I’m conscious that some people in the web industry, including myself(!) may be getting tired of hearing the word ‘responsive’ in everything they read. We shouldn’t be, because I don’t think it’s going to change any time soon (not until the next big web paradigm shift at least) and mobile will only become more important as time goes on and the device numbers grow and they technology evolves.
Get used to it. We, the content designers, have to be just as responsive as the interfaces we create, adapting to change as it happens. To do this we need to learn to think differently.
We now have to design and think responsively. Our layouts and our pages need to gracefully fit the device they are being viewed on. Whilst they don’t necessarily have to be perfect in all browsers across all devices, they do have to look good and present a better user experience when compared to pinching and zooming a mobile browser rendering our pages at desktop size. With statistics on mobile browsing indicating that more people will soon be accessing the web from mobile than from desktop, we have to think carefully right from the beginning of any new site we design.
This presents a new challenge. If we are going to wireframe our site designs, then we need to think and therefore wireframe them polymorphically, i.e. they will change shape in different situations. As we consider and add elements to what is basically the blueprint for our design, we have to ensure that everything can morph gracefully to higher and lower resolutions. Changing layout as necessary, making use of wider resolutions more effectively and possibly omitting some of the content altogether at lower resolutions (a last resort of course).
Therefore, if we wireframe this…
then we really need to also show this in our wireframes for a portrait 768pixel wide table view:
down to this on a mobile phone portrait width:
We can’t just make assumptions about how the site will adapt and leave clients in the dark about these decisions as we continue development regardless.
We can’t continue to think through the wire framing process from a blinkered desktop perspective. It’s not going to be easy though. Many of us spent years advocating fixing width or maximum 960px width designs. The thought of our previously rigid designs suddenly being unbuckled and able to jump around and change layout can be unsettling.

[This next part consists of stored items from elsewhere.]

//! Contact entity and its validated fields

use crate::domain::validation::{self, DATE_FORMAT};
use crate::error::{AssistantError, Result};
use chrono::{Local, NaiveDate};
use serde::{Deserialize, Serialize};
use std::fmt;

/// A phone number: 10-15 digits with an optional leading '+'
#[derive(Debug, Clone, PartialEq, Eq, Serialize, Deserialize)]
#[serde(try_from = "String", into = "String")]
pub struct Phone(String);

impl Phone {
    pub fn parse(value: &str) -> Result<Self> {
        validation::phone(value).map(Phone)
    }

    pub fn as_str(&self) -> &str {
        &self.0
    }
}

impl TryFrom<String> for Phone {
    type Error = AssistantError;

    fn try_from(value: String) -> Result<Self> {
        Phone::parse(&value)
    }
}

impl From<Phone> for String {
    fn from(phone: Phone) -> String {
        phone.0
    }
}

impl fmt::Display for Phone {
    fn fmt(&self, f: &mut fmt::Formatter<'_>) -> fmt::Result {
        f.write_str(&self.0)
    }
}

/// An email address in loose `local@domain.tld` shape
#[derive(Debug, Clone, PartialEq, Eq, Serialize, Deserialize)]
#[serde(try_from = "String", into = "String")]
pub struct Email(String);

impl Email {
    pub fn parse(value: &str) -> Result<Self> {
        validation::email(value).map(Email)
    }

    pub fn as_str(&self) -> &str {
        &self.0
    }
}

impl TryFrom<String> for Email {
    type Error = AssistantError;

    fn try_from(value: String) -> Result<Self> {
        Email::parse(&value)
    }
}

impl From<Email> for String {
    fn from(email: Email) -> String {
        email.0
    }
}

impl fmt::Display for Email {
    fn fmt(&self, f: &mut fmt::Formatter<'_>) -> fmt::Result {
        f.write_str(&self.0)
    }
}

/// A date of birth that is not in the future
#[derive(Debug, Clone, Copy, PartialEq, Eq, Serialize, Deserialize)]
#[serde(transparent)]
pub struct Birthday(NaiveDate);

impl Birthday {
    /// Parse `DD.MM.YYYY`, rejecting dates after today
    pub fn parse(value: &str) -> Result<Self> {
        Self::parse_relative(value, Local::now().date_naive())
    }

    /// Parse `DD.MM.YYYY`, rejecting dates after `today`
    pub fn parse_relative(value: &str, today: NaiveDate) -> Result<Self> {
        validation::birthday(value, today).map(Birthday)
    }

    pub fn date(&self) -> NaiveDate {
        self.0
    }
}

impl From<NaiveDate> for Birthday {
    fn from(date: NaiveDate) -> Self {
        Birthday(date)
    }
}

impl fmt::Display for Birthday {
    fn fmt(&self, f: &mut fmt::Formatter<'_>) -> fmt::Result {
        write!(f, "{}", self.0.format(DATE_FORMAT))
    }
}

/// One person's contact information, keyed by name
#[derive(Debug, Clone, PartialEq, Eq, Serialize, Deserialize)]
pub struct Contact {
    pub name: String,
    pub phone: Phone,
    #[serde(default, skip_serializing_if = "Option::is_none")]
    pub email: Option<Email>,
    #[serde(default, skip_serializing_if = "Option::is_none")]
    pub address: Option<String>,
    #[serde(default, skip_serializing_if = "Option::is_none")]
    pub birthday: Option<Birthday>,
}

impl Contact {
    /// Create a contact with the required fields
    pub fn new(name: &str, phone: Phone) -> Result<Self> {
        Ok(Contact {
            name: validation::non_blank(name, "name")?,
            phone,
            email: None,
            address: None,
            birthday: None,
        })
    }

    pub fn with_email(mut self, email: Email) -> Self {
        self.email = Some(email);
        self
    }

    pub fn with_address(mut self, address: impl Into<String>) -> Self {
        self.address = Some(address.into());
        self
    }

    pub fn with_birthday(mut self, birthday: Birthday) -> Self {
        self.birthday = Some(birthday);
        self
    }

    /// Whether any field contains `needle` (already lowercased)
    pub(crate) fn matches(&self, needle: &str) -> bool {
        let birthday = self.birthday.map(|b| b.to_string());
        let fields = [
            Some(self.name.as_str()),
            Some(self.phone.as_str()),
            self.email.as_ref().map(Email::as_str),
            self.address.as_deref(),
            birthday.as_deref(),
        ];
        let found = fields
            .into_iter()
            .flatten()
            .any(|field| field.to_lowercase().contains(needle));
        found
    }

    /// Apply every field of `update` except the name
    pub(crate) fn apply(&mut self, update: ContactUpdate) {
        if let Some(phone) = update.phone {
            self.phone = phone;
        }
        if let Some(email) = update.email {
            self.email = email;
        }
        if let Some(address) = update.address {
            self.address = address;
        }
        if let Some(birthday) = update.birthday {
            self.birthday = birthday;
        }
    }
}

/// The closed set of contact fields an edit may change.
///
/// `None` leaves a field untouched. For optional fields `Some(None)`
/// clears the value.
#[derive(Debug, Clone, Default, PartialEq, Eq)]
pub struct ContactUpdate {
    pub name: Option<String>,
    pub phone: Option<Phone>,
    pub email: Option<Option<Email>>,
    pub address: Option<Option<String>>,
    pub birthday: Option<Option<Birthday>>,
}

impl ContactUpdate {
    pub fn is_empty(&self) -> bool {
        *self == ContactUpdate::default()
    }
}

Really, we need to start our wireframing from narrow widths outwards, or ‘mobile first’ ensuring that we can serve our content to the lowest common denominator and expand on this progressively as more resolution becomes available to work with on wider screens.
From now on we need to mentally deconstruct our site as we create our wireframes, mentally breaking it down into columns and elements that can not only exist side by side, but also above and below each other. There is no fixed interelationship any more. By starting with narrow screen devices we can ensure we solve narrow width problems first rather than running into them later on when time may be short.
Try as we might, there is no getting away from the fact that responsive thinking challenges our design options and certain approaches will not be as easy to implement as easily as others. Strong grid designs morph more readily as we down-sample the grid to single columns more easily than a more organic design. Also, even numbers of columns provide easier wrapping options than odd numbers of columns. For example, expanding a single column narrow site to a wide design with 5 columns could present more of a challenge than a design which expands to 6 columns. A 6 column design allows column steps of 1 X 6, 2 X 3, 3X2, then 6 X 1 columns… whereas a 5 columns would be uneven – 1 X 5, 5 X 1 with no even steps in between. Of course, we have every opportunity to switch our grid at different breakpoints, but this inflicts a further development overhead.
If our desktop layout has a major call to action in the right hand column, where the middle column isn’t actually as important as either column 1 or the call to action:
is it necessarily right that we mechanically do this?
This may be the natural response of stacking columns left to right and this may be the result if there is little thought applied to how things transpire in a narrow resolution. This may be a more appropriate solution:
In addition to considering it ourselves and any html consequences of moving content around at different breakpoints, we also need to demonstrate to our clients that this has been thought through during the architectural process of the site design and not just arisen as a consequence of changing the layout. Thinking through the best way of presenting a site is more important than the practical considerations of swapping content with media queries.
Compromises are inevitable
In the example above, what if the call to action element was an advert? Will advertisers consider that it’s position at the bottom of the page content be as prominent as it was before? Again, we need to decide in collaboration with the client and demonstrate on the wireframe how everything will appear and agree on the inevitable compromises that must occur. Advertisers will undoubtedly be much happier with this situation:
There is no getting away from it, to show a complex website on a narrow screen device such as a mobile, there will have to be compromises. If comprises aren’t made in the content (i.e. we are still giving the whole site without removing content), then compromises will inevitably occur in positioning of the content. On a mobile page there are really only 2 hot areas, the header and the footer, both of which will need to carry important navigation options for our site. Everything in between is fairly equally weighted. Let’s hope noone ever starts referring to the ‘fold’ when it comes to mobile, or things are going to get very complicated indeed.
Whatever our solutions, we need to quickly wireframe our intentions to demonstrate both to our clients and to ourselves that we are thinking mobile first, ensuring that width problems are all solvable from the outset and that as we scale our wireframing upwards content can neatly and evenly adapt to fit desktop widths.